The president and other national leaders do send a steady stream of emails throughout the year asking for donations either to their campaigns or to larger political organizations. That practice had been more rare in North Carolina until recently. As the state has become more politically competitive in presidential campaigns and momentum has swung from Democrats to Republicans in state races, the Old North State is now a battleground state.

"What Rep. Samuelson is doing is something that has been done in the past and is legal, but it's a little unusual to see it right in the first week of session," said Bob Phillips, director of the North Carolina branch of Common Cause, a good-government watchdog. Democratic groups connected to lawmakers have raised money during session as well as Republicans. 

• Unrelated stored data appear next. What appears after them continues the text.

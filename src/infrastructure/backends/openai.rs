#[cfg(test)]
#[path = "openai_test.rs"]
mod tests;

use anyhow::bail;
use anyhow::Result;
use async_trait::async_trait;
use serde_derive::Deserialize;
use serde_derive::Serialize;

use crate::configuration::Config;
use crate::configuration::ConfigKey;
use crate::domain::models::Backend;
use crate::domain::models::BackendPrompt;
use crate::domain::models::BackendResponse;
use crate::domain::models::PromptMessage;

#[derive(Default, Debug, Clone, PartialEq, Eq, Serialize, Deserialize)]
struct CompletionRequest {
    model: String,
    messages: Vec<PromptMessage>,
    stream: bool,
}

#[derive(Default, Debug, Clone, PartialEq, Eq, Serialize, Deserialize)]
struct CompletionMessageResponse {
    #[serde(default)]
    content: Option<String>,
}

#[derive(Default, Debug, Clone, PartialEq, Eq, Serialize, Deserialize)]
struct CompletionChoiceResponse {
    message: CompletionMessageResponse,
}

#[derive(Default, Debug, Clone, PartialEq, Eq, Serialize, Deserialize)]
struct CompletionResponse {
    choices: Vec<CompletionChoiceResponse>,
}

#[derive(Default, Debug, Clone, PartialEq, Eq, Serialize, Deserialize)]
struct ErrorDetailResponse {
    message: String,
}

#[derive(Default, Debug, Clone, PartialEq, Eq, Serialize, Deserialize)]
struct ErrorResponse {
    error: ErrorDetailResponse,
}

pub struct OpenAI {
    url: String,
    model: String,
}

impl Default for OpenAI {
    fn default() -> OpenAI {
        return OpenAI {
            url: Config::get(ConfigKey::OpenAiURL),
            model: Config::get(ConfigKey::Model),
        };
    }
}

#[async_trait]
impl Backend for OpenAI {
    #[allow(clippy::implicit_return)]
    async fn get_completion(&self, prompt: BackendPrompt) -> Result<BackendResponse> {
        if self.url.is_empty() {
            bail!("OpenAI URL is not defined");
        }
        if prompt.credential.is_empty() {
            bail!("OpenAI API key is not defined");
        }

        let req = CompletionRequest {
            model: self.model.to_string(),
            messages: prompt.messages,
            stream: false,
        };

        tracing::debug!(
            model = req.model,
            messages = req.messages.len(),
            "Requesting completion"
        );

        let res = reqwest::Client::new()
            .post(format!(
                "{url}/v1/chat/completions",
                url = self.url.trim_end_matches('/')
            ))
            .header("Authorization", format!("Bearer {}", prompt.credential))
            .json(&req)
            .send()
            .await?;

        let status = res.status();
        if !status.is_success() {
            let body = res.text().await.unwrap_or_default();
            tracing::error!(
                status = status.as_u16(),
                "Failed to make completion request to OpenAI"
            );

            if let Ok(err_res) = serde_json::from_str::<ErrorResponse>(&body) {
                bail!(format!(
                    "OpenAI returned {}: {}",
                    status.as_u16(),
                    err_res.error.message
                ));
            }
            bail!(format!("OpenAI returned {}", status.as_u16()));
        }

        let ores = res.json::<CompletionResponse>().await?;
        tracing::debug!(body = ?ores, "Completion response");

        let text = match ores.choices.into_iter().next() {
            Some(choice) => choice.message.content.unwrap_or_default(),
            None => bail!("OpenAI returned no completion choices"),
        };

        return Ok(BackendResponse { text });
    }
}
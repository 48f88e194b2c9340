#[cfg(test)]
#[path = "app_state_test.rs"]
mod tests;

use anyhow::Result;
use ratatui::prelude::Rect;
use tokio::sync::mpsc;

use super::BubbleList;
use super::Scroll;
use crate::domain::models::Action;
use crate::domain::models::BackendPrompt;
use crate::domain::models::BackendResponse;
use crate::domain::models::Notice;
use crate::domain::models::Reply;
use crate::domain::models::Session;
use crate::domain::models::SlashCommand;

pub const MISSING_CREDENTIAL_WARNING: &str =
    "Please enter your OpenAI API key with CTRL+K before sending a message.";

#[derive(Copy, Clone, Debug, PartialEq, Eq)]
pub enum Focus {
    Chat,
    Credential,
}

pub struct AppState {
    pub bubble_list: BubbleList,
    pub focus: Focus,
    pub history_limit: usize,
    pub last_known_height: u16,
    pub last_known_width: u16,
    pub notice: Option<Notice>,
    pub scroll: Scroll,
    pub session: Session,
    pub show_help: bool,
    pub waiting_for_backend: bool,
}

impl AppState {
    pub fn new(credential: &str, history_limit: usize) -> AppState {
        let session = Session::new(credential);
        let mut focus = Focus::Chat;
        if !session.has_credential() {
            focus = Focus::Credential;
        }

        return AppState {
            bubble_list: BubbleList::default(),
            focus,
            history_limit,
            last_known_height: 0,
            last_known_width: 0,
            notice: None,
            scroll: Scroll::default(),
            session,
            show_help: false,
            waiting_for_backend: false,
        };
    }

    /// Returns `(should_break, should_continue)` for the UI loop. Slash
    /// commands are never added to the transcript.
    pub fn handle_slash_commands(&mut self, input_str: &str) -> (bool, bool) {
        let command = match SlashCommand::parse(input_str) {
            Some(command) => command,
            None => return (false, false),
        };

        if command.is_quit() {
            return (true, false);
        }

        if command.is_clear() {
            self.clear_history();
            return (false, true);
        }

        if command.is_help() {
            self.show_help = true;
            return (false, true);
        }

        return (false, false);
    }

    /// Starts a turn. Returns false when the input was rejected, in which case
    /// nothing is appended and no request is sent.
    pub fn submit(&mut self, input_str: &str, tx: &mpsc::UnboundedSender<Action>) -> Result<bool> {
        if input_str.trim().is_empty() || self.waiting_for_backend {
            return Ok(false);
        }

        if !self.session.has_credential() {
            tracing::warn!("Message submitted without an API key");
            self.notice = Some(Notice::warning(MISSING_CREDENTIAL_WARNING));
            return Ok(false);
        }

        self.notice = None;
        self.session.push_user_message(input_str);
        self.waiting_for_backend = true;

        let prompt = BackendPrompt::compose(
            self.session.credential(),
            &self.session.messages,
            self.history_limit,
        );
        tx.send(Action::BackendRequest(prompt))?;

        self.sync_dependants();
        self.scroll.last();

        return Ok(true);
    }

    pub fn handle_backend_response(&mut self, res: BackendResponse) {
        self.waiting_for_backend = false;

        let reply = Reply::parse(&res.text);
        match &reply {
            Reply::Structured { analysis, .. } => {
                tracing::debug!(
                    skills = analysis.skills.len(),
                    values = analysis.values.len(),
                    paths = analysis.paths.len(),
                    "Dashboard updated"
                );
            }
            Reply::Unstructured { .. } => {
                tracing::debug!("Reply had no structured block, dashboard unchanged");
            }
            Reply::Malformed { error, .. } => {
                tracing::warn!(error = %error, "Failed to decode structured block");
            }
        }

        self.session.apply_reply(reply);
        self.sync_dependants();
        self.scroll.last();
    }

    /// The user message stays in the transcript. No assistant turn is added.
    pub fn handle_backend_error(&mut self, err: &str) {
        tracing::error!(error = %err, "Completion request failed");
        self.waiting_for_backend = false;
        self.notice = Some(Notice::error(&format!("The request failed: {err}")));
    }

    pub fn clear_history(&mut self) {
        if self.waiting_for_backend {
            self.notice = Some(Notice::warning(
                "Wait for the current reply before clearing the history.",
            ));
            return;
        }

        self.session.clear_history();
        self.scroll = Scroll::default();
        self.notice = Some(Notice::info("History cleared."));
        self.sync_dependants();
    }

    pub fn begin_credential_entry(&mut self) {
        self.focus = Focus::Credential;
    }

    pub fn cancel_credential_entry(&mut self) {
        self.focus = Focus::Chat;
    }

    pub fn save_credential(&mut self, credential: &str) {
        self.session.set_credential(credential);
        self.focus = Focus::Chat;

        if self.session.has_credential() {
            self.notice = Some(Notice::info("API key saved for this session."));
        } else {
            self.notice = Some(Notice::warning(MISSING_CREDENTIAL_WARNING));
        }
    }

    pub fn credential_indicator(&self) -> String {
        if self.session.has_credential() {
            return "API key: ●●●●●●●●".to_string();
        }

        return "API key: not set".to_string();
    }

    pub fn set_rect(&mut self, rect: Rect) {
        self.last_known_width = rect.width;
        self.last_known_height = rect.height;
        self.sync_dependants();
    }

    fn sync_dependants(&mut self) {
        self.bubble_list
            .set_messages(&self.session.messages, self.last_known_width as usize);

        let lines_len = u16::try_from(self.bubble_list.len()).unwrap_or(u16::MAX);
        self.scroll.set_state(lines_len, self.last_known_height);

        if self.waiting_for_backend {
            self.scroll.last();
        }
    }
}
#[cfg(test)]
#[path = "actions_test.rs"]
mod tests;

use std::sync::Arc;

use anyhow::Result;
use tokio::sync::mpsc;

use crate::domain::models::Action;
use crate::domain::models::Backend;
use crate::domain::models::BackendBox;
use crate::domain::models::Event;

pub fn help_text() -> String {
    let text = r#"
COMMANDS:
- /clear (/cl) - Clears the conversation back to the welcome message. The dashboard keeps its last analysis.
- /help (/h) - Provides this help menu.
- /quit /exit (/q) - Exit Career Mind.

HOTKEYS:
- Enter - Send your message, or save the API key when the key field is open.
- CTRL+K - Enter your OpenAI API key. It is kept in memory for this session only.
- ESC - Close the API key field without saving.
- CTRL+L - Clear the conversation.
- Up arrow - Scroll up
- Down arrow - Scroll down
- CTRL+U / Page Up - Page up
- CTRL+D / Page Down - Page down
- CTRL+C - Exit.
        "#;

    return text.trim().to_string();
}

fn worker_error(err: anyhow::Error, tx: &mpsc::UnboundedSender<Event>) -> Result<()> {
    tx.send(Event::BackendError(format!("{err}")))?;

    return Ok(());
}

pub struct ActionsService {}

impl ActionsService {
    /// Runs completion requests off the UI loop. The UI holds back new
    /// submissions while one is in flight. Results and failures are both sent
    /// back as events.
    pub async fn start(
        backend: BackendBox,
        tx: mpsc::UnboundedSender<Event>,
        rx: &mut mpsc::UnboundedReceiver<Action>,
    ) -> Result<()> {
        let backend: Arc<dyn Backend + Send + Sync> = Arc::from(backend);

        while let Some(action) = rx.recv().await {
            match action {
                Action::BackendRequest(prompt) => {
                    let worker_backend = backend.clone();
                    let worker_tx = tx.clone();
                    tokio::spawn(async move {
                        match worker_backend.get_completion(prompt).await {
                            Ok(res) => {
                                worker_tx.send(Event::BackendPromptResponse(res))?;
                            }
                            Err(err) => {
                                worker_error(err, &worker_tx)?;
                            }
                        }

                        return Ok::<(), anyhow::Error>(());
                    });
                }
            }
        }

        return Ok(());
    }
}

But in the past, Phillips said, there was typically a pause in the fundraising cycle as the legislative session started.

Individual lawmakers are not allowed to take money from lobbyists at any time. And during the session, they are not allowed to take money from others who meet certain criteria, such as Political Action Committees that have lobbyists active before the legislature.

Those restrictions don't apply to caucus committees – political organizations overseen by state parties but run by legislative leaders.

Samuelson did not immediately respond to a phone call seeking comment. 

Her email came to WRAL News from several lobbyists, who said that they are seeing a heightened level of fundraising pitches, particularly from the House GOP. Those lobbyists would not speak on the record due to the need to maintain professional relationships with lawmakers.  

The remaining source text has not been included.